A New Way of Detecting Explosives
By probing the thermal signatures of chemical vapors, a renowned research scientist at Oak Ridge National Laboratory and his associates at the Technical University of Denmark have discovered a new method of detecting explosives. It should be noted that Dr. Thomas Thundat and his team at ORNL have been working on this technology for a number of years and have now, hopefully, reached a point where the work will be put to good use.
In their paper, the scientists show that their technology is capable of trace detection of explosives. They also show that it is capable of distinguishing between explosive and non-explosive chemicals and of differentiating between individual explosives, such as TNT, PETN, and RDX.
Known as a MEMS device, or more familiarly, a Microcantilever, the sensor works by attracting a molecule of the substance of interest to the cantilever. By heating the cantilevers in a fraction of a second, these sensors can discriminate between explosives and non-explosives, a superheating process causes a thermal response, allowing for the sensor to differentiate in microseconds.

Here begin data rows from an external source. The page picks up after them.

#[cfg(test)]
mod tests {
    use super::*;
    use crate::frame_loop::{CLOUD_SPIN, PLANET_SPIN};
    use crate::test_support::{ManualClock, MockRenderer, RecordingHost, RendererLog, cached_textures};
    use globe_scene::{SHOOTING_STARS, STAR_LAYERS, STARS_PER_LAYER};
    use std::cell::RefCell;

    fn component(clock: Rc<ManualClock>) -> GlobeComponent {
        GlobeComponent::new(GlobeSettings {
            seed: Some(7),
            planet_segments: 8,
            background_segments: 8,
            ..GlobeSettings::default()
        })
        .with_clock(clock)
        .with_texture_source(cached_textures)
    }

    fn mock_factory(
        log: &Rc<RefCell<RendererLog>>,
    ) -> impl FnOnce((u32, u32)) -> Result<Box<dyn SceneRenderer>, MountError> + use<> {
        let log = Rc::clone(log);
        move |_| Ok(Box::new(MockRenderer::new(log)) as Box<dyn SceneRenderer>)
    }

    fn new_log() -> Rc<RefCell<RendererLog>> {
        Rc::new(RefCell::new(RendererLog::default()))
    }

    #[test]
    fn test_settings_from_scene_config() {
        let settings = GlobeSettings::default();
        assert_eq!(settings.seed, None);
        assert_eq!(settings.planet_segments, 128);
        assert_eq!(settings.background_segments, 64);
        assert_eq!(settings.camera_distance, 12.0);
        assert_eq!(settings.fov_degrees, 75.0);
        assert!(settings.star_overlay);
    }

    #[test]
    fn test_resolve_seed_keeps_configured_value() {
        assert_eq!(resolve_seed(Some(42)), 42);
    }

    #[test]
    fn test_mount_builds_four_meshes_in_order() {
        let mut host = RecordingHost::new(1280, 720);
        let log = new_log();
        let mut globe = component(Rc::new(ManualClock::default()));

        globe.mount(&mut host, mock_factory(&log)).unwrap();

        assert!(globe.is_mounted());
        assert_eq!(globe.loop_state(), Some(LoopState::Running));
        assert_eq!(log.borrow().uploaded, MeshKind::DRAW_ORDER.to_vec());
        assert_eq!(host.outstanding(), 1);
        assert_eq!(host.listeners.len(), 1);

        let state = globe.render_state().unwrap();
        assert!((state.camera.aspect_ratio - 1280.0 / 720.0).abs() < 1e-6);
        assert_eq!(state.camera.position, Vec3::new(0.0, 0.0, 12.0));
        assert_eq!(state.scene.lights().lights().len(), 4);
    }

    #[test]
    fn test_mount_seeds_star_overlay() {
        let mut host = RecordingHost::new(800, 600);
        let log = new_log();
        let mut globe = component(Rc::new(ManualClock::default()));
        globe.mount(&mut host, mock_factory(&log)).unwrap();
        let first = globe.render_state().unwrap().overlay.clone();
        globe.unmount(&mut host);
        globe.mount(&mut host, mock_factory(&log)).unwrap();

        let overlay = &globe.render_state().unwrap().overlay;
        assert_eq!(overlay.layers().len(), STAR_LAYERS);
        assert!(overlay.layers().iter().all(|l| l.len() == STARS_PER_LAYER));
        assert_eq!(overlay.shooting_stars().len(), SHOOTING_STARS);
        assert_eq!(*overlay, first);
    }

    #[test]
    fn test_star_overlay_can_be_disabled() {
        let mut host = RecordingHost::new(800, 600);
        let log = new_log();
        let mut globe = GlobeComponent::new(GlobeSettings {
            seed: Some(7),
            planet_segments: 8,
            background_segments: 8,
            star_overlay: false,
            ..GlobeSettings::default()
        })
        .with_clock(Rc::new(ManualClock::default()))
        .with_texture_source(cached_textures);

        globe.mount(&mut host, mock_factory(&log)).unwrap();

        assert!(globe.render_state().unwrap().overlay.is_empty());
    }

    #[test]
    fn test_mount_twice_is_rejected() {
        let mut host = RecordingHost::new(800, 600);
        let log = new_log();
        let mut globe = component(Rc::new(ManualClock::default()));

        globe.mount(&mut host, mock_factory(&log)).unwrap();
        let again = globe.mount(&mut host, mock_factory(&log));

        assert!(matches!(again, Err(MountError::AlreadyMounted)));
        assert!(globe.is_mounted());
        assert_eq!(log.borrow().uploaded.len(), 4);
    }

    #[test]
    fn test_mount_frames_unmount_end_to_end() {
        let clock = Rc::new(ManualClock::default());
        let mut host = RecordingHost::new(800, 600);
        let log = new_log();
        let mut globe = component(Rc::clone(&clock));
        globe.mount(&mut host, mock_factory(&log)).unwrap();

        for i in 1..=3 {
            clock.set(i as f32 / 60.0);
            let handle = host.deliver().unwrap();
            assert!(globe.on_frame(handle, &mut host).unwrap());
        }
        globe.unmount(&mut host);

        let log = log.borrow();
        assert_eq!(log.draws, 3);
        for window in log.drawn_rotations.windows(2) {
            for ((kind, before), (_, after)) in window[0].iter().zip(&window[1]) {
                let expected = match kind {
                    MeshKind::Planet => PLANET_SPIN,
                    MeshKind::Clouds => CLOUD_SPIN,
                    _ => 0.0,
                };
                assert!((after - before - expected).abs() < 1e-6, "{kind:?}");
            }
        }

        let mut released = log.released.clone();
        released.sort();
        assert_eq!(released, MeshKind::DRAW_ORDER.to_vec());
        assert_eq!(log.disposed, 1);
        assert_eq!(host.outstanding(), 0);
        assert!(host.listeners.is_empty());
        assert!(!globe.is_mounted());
    }

    #[test]
    fn test_unmount_order() {
        let mut host = RecordingHost::new(800, 600);
        let log = new_log();
        let mut globe = component(Rc::new(ManualClock::default()));
        globe.mount(&mut host, mock_factory(&log)).unwrap();
        log.borrow_mut().calls.clear();

        globe.unmount(&mut host);

        assert_eq!(host.cancelled, 1);
        assert_eq!(host.listeners_removed, 1);
        assert_eq!(
            log.borrow().calls,
            vec![
                "dispose",
                "release:Background",
                "release:Planet",
                "release:Clouds",
                "release:Atmosphere",
            ]
        );
    }

    #[test]
    fn test_unmount_is_idempotent() {
        let mut host = RecordingHost::new(800, 600);
        let log = new_log();
        let mut globe = component(Rc::new(ManualClock::default()));

        // Before any mount.
        globe.unmount(&mut host);

        globe.mount(&mut host, mock_factory(&log)).unwrap();
        globe.unmount(&mut host);
        globe.unmount(&mut host);

        let log = log.borrow();
        assert_eq!(log.disposed, 1);
        assert_eq!(log.released.len(), 4);
        assert_eq!(host.cancelled, 1);
        assert_eq!(host.listeners_removed, 1);
    }

    #[test]
    fn test_no_leaked_handles_over_cycles() {
        let clock = Rc::new(ManualClock::default());
        let mut host = RecordingHost::new(640, 480);
        let mut globe = component(Rc::clone(&clock));

        for cycle in 0..10 {
            let log = new_log();
            globe.mount(&mut host, mock_factory(&log)).unwrap();
            for frame in 0..cycle {
                clock.set(frame as f32);
                let handle = host.deliver().unwrap();
                globe.on_frame(handle, &mut host).unwrap();
            }
            globe.unmount(&mut host);

            assert_eq!(host.outstanding(), 0, "cycle {cycle}");
            assert!(host.listeners.is_empty(), "cycle {cycle}");
            assert_eq!(log.borrow().released.len(), 4);
        }
        assert_eq!(host.cancelled, 10);
    }

    #[test]
    fn test_late_frame_after_unmount_is_noop() {
        let mut host = RecordingHost::new(800, 600);
        let log = new_log();
        let mut globe = component(Rc::new(ManualClock::default()));
        globe.mount(&mut host, mock_factory(&log)).unwrap();
        let handle = host.deliver().unwrap();

        globe.unmount(&mut host);

        assert!(!globe.on_frame(handle, &mut host).unwrap());
        assert_eq!(log.borrow().draws, 0);
        assert_eq!(host.outstanding(), 0);
    }

    #[test]
    fn test_resize_sets_exact_aspect_and_surface() {
        let mut host = RecordingHost::new(800, 600);
        let log = new_log();
        let mut globe = component(Rc::new(ManualClock::default()));
        globe.mount(&mut host, mock_factory(&log)).unwrap();

        globe.on_resize(1920, 1080);

        let aspect = globe.render_state().unwrap().camera.aspect_ratio;
        assert_eq!(aspect, 1920.0 / 1080.0);
        assert_eq!(log.borrow().resizes, vec![(1920, 1080)]);
    }

    #[test]
    fn test_zero_height_resize_keeps_aspect() {
        let mut host = RecordingHost::new(800, 600);
        let log = new_log();
        let mut globe = component(Rc::new(ManualClock::default()));
        globe.mount(&mut host, mock_factory(&log)).unwrap();

        globe.on_resize(800, 0);

        let aspect = globe.render_state().unwrap().camera.aspect_ratio;
        assert_eq!(aspect, 800.0 / 600.0);
        assert_eq!(log.borrow().resizes, vec![(800, 0)]);
    }

    #[test]
    fn test_resize_before_mount_and_after_unmount_is_skipped() {
        let mut host = RecordingHost::new(800, 600);
        let log = new_log();
        let mut globe = component(Rc::new(ManualClock::default()));

        globe.on_resize(1024, 768);
        globe.mount(&mut host, mock_factory(&log)).unwrap();
        globe.unmount(&mut host);
        globe.on_resize(1024, 768);

        assert!(log.borrow().resizes.is_empty());
    }

    #[test]
    fn test_failed_upload_is_cleaned_up() {
        let mut host = RecordingHost::new(800, 600);
        let log = new_log();
        let mut globe = component(Rc::new(ManualClock::default()));
        let factory = {
            let log = Rc::clone(&log);
            move |_| {
                let mut renderer = MockRenderer::new(log);
                renderer.fail_upload = Some(MeshKind::Clouds);
                Ok(Box::new(renderer) as Box<dyn SceneRenderer>)
            }
        };

        let result = globe.mount(&mut host, factory);

        assert!(matches!(result, Err(MountError::Upload(_))));
        assert!(!globe.is_mounted());
        let log = log.borrow();
        assert_eq!(log.uploaded, vec![MeshKind::Background, MeshKind::Planet]);
        assert_eq!(log.released, vec![MeshKind::Background, MeshKind::Planet]);
        assert_eq!(log.disposed, 1);
        assert_eq!(host.requested, 0);
        assert!(host.listeners.is_empty());
    }

    #[test]
    fn test_failed_factory_leaves_component_unmounted() {
        let mut host = RecordingHost::new(800, 600);
        let mut globe = component(Rc::new(ManualClock::default()));

        let result = globe.mount(&mut host, |_| {
            Err(MountError::Context(RenderContextError::NoAdapter))
        });

        assert!(matches!(
            result,
            Err(MountError::Context(RenderContextError::NoAdapter))
        ));
        assert!(!globe.is_mounted());
        assert_eq!(host.requested, 0);
    }

    #[test]
    fn test_draw_error_surfaces_through_component() {
        let mut host = RecordingHost::new(800, 600);
        let log = new_log();
        let mut globe = component(Rc::new(ManualClock::default()));
        let factory = {
            let log = Rc::clone(&log);
            move |_| {
                let mut renderer = MockRenderer::new(log);
                renderer.fail_draw = true;
                Ok(Box::new(renderer) as Box<dyn SceneRenderer>)
            }
        };
        globe.mount(&mut host, factory).unwrap();

        let handle = host.deliver().unwrap();
        assert!(globe.on_frame(handle, &mut host).is_err());
        assert_eq!(globe.loop_state(), Some(LoopState::Stopped));

        globe.unmount(&mut host);
        assert_eq!(log.borrow().released.len(), 4);
    }
}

For those so inclined, the full paper can be found here.
Full disclosure: I have known and worked with Dr. Thundat since 1996. Frankly, I am proud to know him, and that his research (and that of his team) into the Microcantilever to detect explosives may finally reach fruition. At one point, my own company held licenses (both exclusive and non-exclusive) to this technology for multiple applications (including explosives detection). The vision then, as I suspect now, was to install arrays of these super-sensitive chips in places where advanced detection of vapors from explosive materials could prevent a terrorist event (a series of presentations and meetings with a "certain" federal agency were arranged by us in 1997).
Dr. Thundat has been referred to by some of his peers as a National Resource. I call him my friend.